What to do> In the listing below, locate the line containing "if field.contains([KEY_SEP, '\n', '\r'])" and the line containing "pub fn make_key(fields: &[&str])". Output both of them and every line between, exactly as written, and nothing more.

Records for processing>
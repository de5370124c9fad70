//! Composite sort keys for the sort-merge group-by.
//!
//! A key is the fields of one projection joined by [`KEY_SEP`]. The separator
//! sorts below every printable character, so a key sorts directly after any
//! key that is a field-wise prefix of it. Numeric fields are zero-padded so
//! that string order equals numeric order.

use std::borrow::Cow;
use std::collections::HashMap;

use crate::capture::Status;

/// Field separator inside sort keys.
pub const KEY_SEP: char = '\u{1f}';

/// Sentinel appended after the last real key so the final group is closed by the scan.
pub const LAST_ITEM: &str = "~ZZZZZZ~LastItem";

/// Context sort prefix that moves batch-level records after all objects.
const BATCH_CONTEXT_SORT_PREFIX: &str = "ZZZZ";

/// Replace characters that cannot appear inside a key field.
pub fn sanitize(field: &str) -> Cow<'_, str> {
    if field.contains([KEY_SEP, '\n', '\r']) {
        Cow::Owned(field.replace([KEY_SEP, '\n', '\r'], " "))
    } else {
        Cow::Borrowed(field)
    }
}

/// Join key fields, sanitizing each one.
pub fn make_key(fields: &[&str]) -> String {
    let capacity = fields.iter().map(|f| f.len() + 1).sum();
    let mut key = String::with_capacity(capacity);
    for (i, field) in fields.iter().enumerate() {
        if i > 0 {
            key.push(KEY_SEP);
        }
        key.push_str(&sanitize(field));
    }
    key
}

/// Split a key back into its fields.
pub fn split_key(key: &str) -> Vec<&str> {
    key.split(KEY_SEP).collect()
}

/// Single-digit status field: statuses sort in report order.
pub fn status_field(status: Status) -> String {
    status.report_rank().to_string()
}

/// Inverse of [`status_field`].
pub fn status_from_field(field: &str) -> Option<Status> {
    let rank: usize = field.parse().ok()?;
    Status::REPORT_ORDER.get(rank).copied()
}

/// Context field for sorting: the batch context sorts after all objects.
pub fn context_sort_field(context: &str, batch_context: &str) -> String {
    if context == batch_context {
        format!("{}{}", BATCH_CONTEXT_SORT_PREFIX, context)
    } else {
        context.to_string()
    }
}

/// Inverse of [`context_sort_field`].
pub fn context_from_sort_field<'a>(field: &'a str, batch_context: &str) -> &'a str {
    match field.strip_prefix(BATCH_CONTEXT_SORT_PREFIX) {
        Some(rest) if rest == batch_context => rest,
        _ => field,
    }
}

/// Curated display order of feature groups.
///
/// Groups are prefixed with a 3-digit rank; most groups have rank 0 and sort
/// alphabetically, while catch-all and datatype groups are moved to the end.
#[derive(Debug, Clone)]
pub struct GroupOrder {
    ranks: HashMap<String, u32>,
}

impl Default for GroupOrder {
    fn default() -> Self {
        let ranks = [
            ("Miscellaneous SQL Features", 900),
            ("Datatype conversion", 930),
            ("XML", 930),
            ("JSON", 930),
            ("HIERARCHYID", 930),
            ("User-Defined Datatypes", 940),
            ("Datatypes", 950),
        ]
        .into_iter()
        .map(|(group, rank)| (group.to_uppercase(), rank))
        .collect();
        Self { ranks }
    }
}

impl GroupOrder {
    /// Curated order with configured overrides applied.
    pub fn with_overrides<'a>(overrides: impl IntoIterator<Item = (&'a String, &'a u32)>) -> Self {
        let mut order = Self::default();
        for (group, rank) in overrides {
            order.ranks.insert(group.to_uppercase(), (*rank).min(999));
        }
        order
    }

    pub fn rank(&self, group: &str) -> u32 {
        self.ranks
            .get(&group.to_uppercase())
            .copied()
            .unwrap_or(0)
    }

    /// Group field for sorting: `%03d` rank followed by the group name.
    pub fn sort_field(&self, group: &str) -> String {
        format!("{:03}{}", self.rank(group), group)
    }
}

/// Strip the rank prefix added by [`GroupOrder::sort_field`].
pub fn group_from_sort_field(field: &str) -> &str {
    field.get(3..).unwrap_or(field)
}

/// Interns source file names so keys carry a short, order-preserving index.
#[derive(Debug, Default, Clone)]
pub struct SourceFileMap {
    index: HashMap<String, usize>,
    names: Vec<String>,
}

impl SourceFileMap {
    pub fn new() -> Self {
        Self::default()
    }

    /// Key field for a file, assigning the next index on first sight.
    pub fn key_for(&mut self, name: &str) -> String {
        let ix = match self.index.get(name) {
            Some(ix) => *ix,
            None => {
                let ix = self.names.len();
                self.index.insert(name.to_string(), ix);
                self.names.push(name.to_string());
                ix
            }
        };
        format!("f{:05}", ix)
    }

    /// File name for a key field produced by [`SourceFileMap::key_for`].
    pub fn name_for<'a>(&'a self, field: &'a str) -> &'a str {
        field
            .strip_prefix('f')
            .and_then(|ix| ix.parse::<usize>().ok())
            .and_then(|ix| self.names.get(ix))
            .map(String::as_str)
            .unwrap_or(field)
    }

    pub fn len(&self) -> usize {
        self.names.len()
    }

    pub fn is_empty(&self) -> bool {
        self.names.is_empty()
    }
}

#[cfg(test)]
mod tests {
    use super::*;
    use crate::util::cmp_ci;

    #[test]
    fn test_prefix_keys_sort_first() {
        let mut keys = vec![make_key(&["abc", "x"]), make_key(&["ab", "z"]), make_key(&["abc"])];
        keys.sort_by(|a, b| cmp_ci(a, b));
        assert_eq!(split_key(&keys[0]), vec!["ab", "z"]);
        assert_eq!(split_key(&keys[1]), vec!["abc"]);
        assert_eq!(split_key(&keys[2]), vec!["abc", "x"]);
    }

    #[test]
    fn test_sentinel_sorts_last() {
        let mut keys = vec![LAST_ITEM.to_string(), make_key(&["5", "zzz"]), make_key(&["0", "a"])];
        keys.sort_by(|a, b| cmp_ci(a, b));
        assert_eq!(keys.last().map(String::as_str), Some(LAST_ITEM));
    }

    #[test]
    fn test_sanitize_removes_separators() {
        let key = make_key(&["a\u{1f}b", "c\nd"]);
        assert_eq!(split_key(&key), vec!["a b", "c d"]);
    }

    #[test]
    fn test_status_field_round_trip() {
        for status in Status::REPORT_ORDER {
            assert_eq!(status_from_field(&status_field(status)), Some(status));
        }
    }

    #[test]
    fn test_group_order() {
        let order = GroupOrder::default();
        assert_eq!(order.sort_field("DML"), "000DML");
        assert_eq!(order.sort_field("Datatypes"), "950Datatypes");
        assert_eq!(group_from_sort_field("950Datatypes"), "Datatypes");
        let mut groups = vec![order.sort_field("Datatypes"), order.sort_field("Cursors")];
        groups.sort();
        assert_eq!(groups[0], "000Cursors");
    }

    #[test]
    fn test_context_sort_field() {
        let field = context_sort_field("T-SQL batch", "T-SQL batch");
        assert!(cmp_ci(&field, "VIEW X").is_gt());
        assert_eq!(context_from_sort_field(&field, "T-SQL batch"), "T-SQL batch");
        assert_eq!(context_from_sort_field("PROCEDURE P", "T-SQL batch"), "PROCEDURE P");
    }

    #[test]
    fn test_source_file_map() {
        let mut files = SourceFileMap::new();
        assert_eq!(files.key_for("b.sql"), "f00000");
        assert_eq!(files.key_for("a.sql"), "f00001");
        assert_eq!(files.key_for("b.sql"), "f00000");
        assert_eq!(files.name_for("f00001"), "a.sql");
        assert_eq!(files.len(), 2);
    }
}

Answer to this exercise>
    if field.contains([KEY_SEP, '\n', '\r']) {
        Cow::Owned(field.replace([KEY_SEP, '\n', '\r'], " "))
    } else {
        Cow::Borrowed(field)
    }
}

/// Join key fields, sanitizing each one.
pub fn make_key(fields: &[&str]) -> String {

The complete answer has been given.